After at least two secret meetings over the past two months, Orange County Supervisors are set Nov. 13 to begin publicly discussing vendor proposals for two historically troubled and expensive contracts worth at least $200 million, one to run the county’s computers and the other to operate the telephone systems.

Terry Francke, an expert on California open meeting laws who also has authored a number of measures to tighten loopholes, said the county has gone so far overboard to protect information coming from bidders that it appears to have violated open meeting requirements.

In addition, he said, the county is using an often utilized end run around the open meeting laws, a tactic known as an ad hoc committee, far in excess of legal limits.

Discussions of the proposed contract terms by supervisors and their staffs have become so secret in recent weeks that county officials even refused to publicly disclose when and where a special committee was meeting, saying the county had the legal right to withhold the information.

“If the county counsel considers this legitimate, they could do all of their business this way — have a [private] premeeting meeting, a dress rehearsal,” said Francke, general counsel to Californians Aware, a statewide open government watchdog organization and partner with Voice of OC on government transparency issues.

Industry interest in the IT-related umbrella contracts is high, according to a variety of county officials, including Board of Supervisors Chairman John Moorlach. Prospective vendors “were buzzing around long before the contract expired” last year, Moorlach said.

That interest is reflected in campaign contributions to the four supervisors who will be on the board in coming years and the new supervisor, Todd Spitzer, who will succeed Bill Campbell when he leaves in January because of term limits.

Altogether since 2009, according to records of county registrar of voters, the four supervisors and Spitzer have received at least $23,000 from the four top bidders for the contract. The county has a cap of $1,800 per donor for each election campaign.

“It’s one of the largest contracts we have,” Supervisor Janet Nguyen informed her colleagues in June 2010, when she and Supervisor Pat Bates formed what was supposed to be a short-term “ad hoc” committee.

The committee was supposed to review audit findings and report on their conclusions within a few weeks to the rest of the five-member board.

But according to what Nguyen told the board last month, the ad hoc committee persists. In fact, it has expanded its role from reviewing audits to working on the new computer contract proposals.

Supervisors last month allowed staff from all five offices to attend the closed meetings, ask questions and report back to the elected officials. The public, in turn, wasn’t allowed to even know where and when the committee met.

“Since the meetings of the IT Ad Hoc Committee are not subject to the Brown Act and are not open to the public, we will not be providing information about scheduled meetings,” county spokesman Howard Sutter wrote in an email responding to a Voice of OC request for meeting information.

Nguyen and Bates didn’t return telephone calls to discuss the issue.

But the day after Voice of OC made its first official request for records regarding the ad hoc committee meetings, Bates went public.

Near the end of the Oct. 30 Board of Supervisors meeting during board comments, Bates announced that one ad hoc committee meeting had already taken place and at least one more had been scheduled.
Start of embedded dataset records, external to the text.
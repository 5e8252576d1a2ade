//! Tunable match policy.
//!
//! The confidence caps and query-length guards are ranking policy, not
//! identifier protocol. Defaults live in named constants and can be
//! overridden from a TOML file:
//!
//! ```toml
//! name_cap = 0.75
//! lei_partial_min_query_len = 6
//! ```

use std::path::Path;

use serde::{Deserialize, Serialize};

use crate::error::SearchError;
use crate::identifier::IdentifierType;

/// Confidence assigned to any exact identifier match.
pub const EXACT_MATCH_CONFIDENCE: f64 = 1.0;
/// Upper bound on a name-substring match.
pub const DEFAULT_NAME_CAP: f64 = 0.8;
/// Upper bound on a partial ticker match.
pub const DEFAULT_TICKER_PARTIAL_CAP: f64 = 0.7;
/// Upper bound on a partial LEI match.
pub const DEFAULT_LEI_PARTIAL_CAP: f64 = 0.6;
/// Shortest query that may produce a partial LEI match.
pub const DEFAULT_LEI_PARTIAL_MIN_QUERY_LEN: usize = 4;
/// Shortest query that produces any suggestion.
pub const DEFAULT_SUGGESTION_MIN_QUERY_LEN: usize = 2;
/// Shortest query that produces LEI suggestions.
pub const DEFAULT_LEI_SUGGESTION_MIN_QUERY_LEN: usize = 4;
/// Number of LEI characters shown before the ellipsis in a suggestion.
pub const DEFAULT_LEI_SUGGESTION_PREFIX_LEN: usize = 12;
pub const DEFAULT_SUGGESTION_LIMIT: usize = 5;

#[derive(Serialize, Deserialize, Debug, Clone, Copy, PartialEq)]
#[serde(default, deny_unknown_fields)]
pub struct MatchPolicy {
    pub name_cap: f64,
    pub ticker_partial_cap: f64,
    pub lei_partial_cap: f64,
    pub lei_partial_min_query_len: usize,
    pub suggestion_min_query_len: usize,
    pub lei_suggestion_min_query_len: usize,
    pub lei_suggestion_prefix_len: usize,
    pub default_suggestion_limit: usize,
}

impl Default for MatchPolicy {
    fn default() -> Self {
        Self {
            name_cap: DEFAULT_NAME_CAP,
            ticker_partial_cap: DEFAULT_TICKER_PARTIAL_CAP,
            lei_partial_cap: DEFAULT_LEI_PARTIAL_CAP,
            lei_partial_min_query_len: DEFAULT_LEI_PARTIAL_MIN_QUERY_LEN,
            suggestion_min_query_len: DEFAULT_SUGGESTION_MIN_QUERY_LEN,
            lei_suggestion_min_query_len: DEFAULT_LEI_SUGGESTION_MIN_QUERY_LEN,
            lei_suggestion_prefix_len: DEFAULT_LEI_SUGGESTION_PREFIX_LEN,
            default_suggestion_limit: DEFAULT_SUGGESTION_LIMIT,
        }
    }
}

impl MatchPolicy {
    /// Parse and validate a policy from TOML. Missing keys keep their defaults.
    pub fn from_toml_str(content: &str) -> Result<Self, SearchError> {
        let policy: MatchPolicy = toml::from_str(content)?;
        policy.validate()?;
        Ok(policy)
    }

    /// Read a policy TOML file from disk.
    pub fn load(path: &Path) -> Result<Self, SearchError> {
        let content = std::fs::read_to_string(path).map_err(|source| SearchError::Io {
            path: path.to_path_buf(),
            source,
        })?;
        let policy = Self::from_toml_str(&content)?;
        tracing::info!("Loaded match policy from {}", path.display());
        Ok(policy)
    }

    pub fn validate(&self) -> Result<(), SearchError> {
        let caps = [
            ("name_cap", self.name_cap),
            ("ticker_partial_cap", self.ticker_partial_cap),
            ("lei_partial_cap", self.lei_partial_cap),
        ];
        for (field, cap) in caps {
            if !(0.0..=1.0).contains(&cap) {
                return Err(SearchError::InvalidPolicy(format!(
                    "{} must be within [0, 1], got {}",
                    field, cap
                )));
            }
        }

        let lengths = [
            ("lei_partial_min_query_len", self.lei_partial_min_query_len),
            ("suggestion_min_query_len", self.suggestion_min_query_len),
            ("lei_suggestion_min_query_len", self.lei_suggestion_min_query_len),
            ("lei_suggestion_prefix_len", self.lei_suggestion_prefix_len),
        ];
        for (field, len) in lengths {
            if len == 0 {
                return Err(SearchError::InvalidPolicy(format!("{} must be >= 1", field)));
            }
        }

        Ok(())
    }

    /// Confidence ceiling for a substring match on `identifier_type`.
    ///
    /// FIGI and PermID only match exactly, so their ceiling is zero.
    pub fn partial_cap(&self, identifier_type: IdentifierType) -> f64 {
        match identifier_type {
            IdentifierType::Name => self.name_cap,
            IdentifierType::Ticker => self.ticker_partial_cap,
            IdentifierType::Lei => self.lei_partial_cap,
            IdentifierType::Figi | IdentifierType::Permid => 0.0,
        }
    }

    /// Shortest normalized query allowed to substring-match `identifier_type`.
    pub fn partial_min_query_len(&self, identifier_type: IdentifierType) -> usize {
        match identifier_type {
            IdentifierType::Lei => self.lei_partial_min_query_len,
            _ => 1,
        }
    }
}

#[cfg(test)]
mod tests {
    use super::*;

    #[test]
    fn test_default_matches_constants() {
        let policy = MatchPolicy::default();
        assert_eq!(policy.name_cap, 0.8);
        assert_eq!(policy.ticker_partial_cap, 0.7);
        assert_eq!(policy.lei_partial_cap, 0.6);
        assert_eq!(policy.lei_partial_min_query_len, 4);
        assert_eq!(policy.suggestion_min_query_len, 2);
        assert_eq!(policy.lei_suggestion_prefix_len, 12);
        assert_eq!(policy.default_suggestion_limit, 5);
    }

    #[test]
    fn test_partial_toml_keeps_defaults() {
        let policy = MatchPolicy::from_toml_str("name_cap = 0.5\n").unwrap();
        assert_eq!(policy.name_cap, 0.5);
        assert_eq!(policy.ticker_partial_cap, DEFAULT_TICKER_PARTIAL_CAP);
    }

    #[test]
    fn test_empty_toml_is_default() {
        assert_eq!(MatchPolicy::from_toml_str("").unwrap(), MatchPolicy::default());
    }

    #[test]
    fn test_cap_out_of_range_rejected() {
        let err = MatchPolicy::from_toml_str("lei_partial_cap = 1.5\n").unwrap_err();
        assert!(matches!(err, SearchError::InvalidPolicy(_)));
    }

    #[test]
    fn test_zero_length_rejected() {
        let err = MatchPolicy::from_toml_str("suggestion_min_query_len = 0\n").unwrap_err();
        assert!(matches!(err, SearchError::InvalidPolicy(_)));
    }

    #[test]
    fn test_unknown_key_rejected() {
        let err = MatchPolicy::from_toml_str("fuzz_factor = 2\n").unwrap_err();
        assert!(matches!(err, SearchError::Toml(_)));
    }

    #[test]
    fn test_partial_cap_lookup() {
        let policy = MatchPolicy::default();
        assert_eq!(policy.partial_cap(IdentifierType::Name), 0.8);
        assert_eq!(policy.partial_cap(IdentifierType::Permid), 0.0);
        assert_eq!(policy.partial_min_query_len(IdentifierType::Lei), 4);
        assert_eq!(policy.partial_min_query_len(IdentifierType::Ticker), 1);
    }
}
Short-term committees of less than a majority of board members are legal, Francke said, but they must have a specific purpose, exist for only a short time and publicly report their findings to the full board.

At the Oct. 10 regular board meeting, Nguyen publicly confirmed that the ad hoc committee had existed for two years and that she had tried unsuccessfully to hold meetings during the past year.

Other cities also have had issues with ad hoc committees.

Aliso Viejo backed down when faced with a CalAware lawsuit in 2011 over an ad hoc committee its City Council created that wound up dealing in private with a wide range of recreation issues.

Costa Mesa also ran into conflicts in 2010 when it used an ad hoc panel to deliberate in secret to devise a plan to outsource nearly half of the city services and lay off possibly more than 200 employees.

Francke said ad hoc committees absolutely may not be used as a way around open meeting laws, for example, by relaying information from the committees to other supervisors but not to the public.

California’s Brown Act, the 59-year-old state law that regulates local government meetings, is specific:

A majority of the members of a legislative body shall not … use a series of communications of any kind, directly or through intermediaries, to discuss, deliberate, or take action on any item of business that is within the subject matter jurisdiction of the legislative body.

“The whole reason this ad hoc committee is permitted without the public is the assumption that these two members, when they make up their minds, are going to share that in a public meeting. If they start leaking that back to the other supervisors, then the Brown Act has been violated,” said Francke.

But at the Oct. 30 meeting, Moorlach read an opinion from the office of County Counsel Nick Chrisos that stated it is “perfectly acceptable for staff from each board office to fully participate in these meetings, including asking questions and receiving any materials that are distributed by other board offices or by staff. The only restriction on board staff is that they not express an opinion during the meeting that would be perceived as trying to form a consensus.”

Moorlach added, “Consequently, I expect all board offices to be provided with any information that is shared during these meetings.”

In addition, he said, Chrisos’ office declared that “it is perfectly acceptable for board staff members who participate in these meetings to fully brief their respective bosses, the supervisors, on any information that is provided during or subsequent to the ad hoc committee meeting.”

But Francke said: “If they’re going to have representatives sitting at this meeting, they may as well open up this meeting. They don’t have to voice an opinion to make it quite clear what their opinions are based on the questions they’re asking.”

“It’s a way of having the benefit of a meeting without the public,” he added.

Francke also said there is no legal requirement to keep information secret that comes from bidders if the public would be better served by knowing in advance what is being discussed.

“There’s nothing sacred about proprietary information,” he said. “Who’s the county protecting here? The county or the contractor?”

A county staff report stated that proposals were received from six vendors. It recommended that San Diego-based SAIC be awarded the contract for computer services, with Xerox as the backup bidder. The telephone contract should go to Xerox, with Verizon as backup, according to the staff report made public as part of the Nov. 13 agenda.

If supervisors agree, county staff would negotiate prices with the winning firms. Xerox recently took over the county’s current contractor, ACS State and Local Solutions.

A final contract could be approved as early as December.

The last county computer contract with ACS State and Local Solutions ran for a decade, was worth $250 million and was the subject of a series of critical audits, which led to the forced retirement of former IT director Satish Ajmani.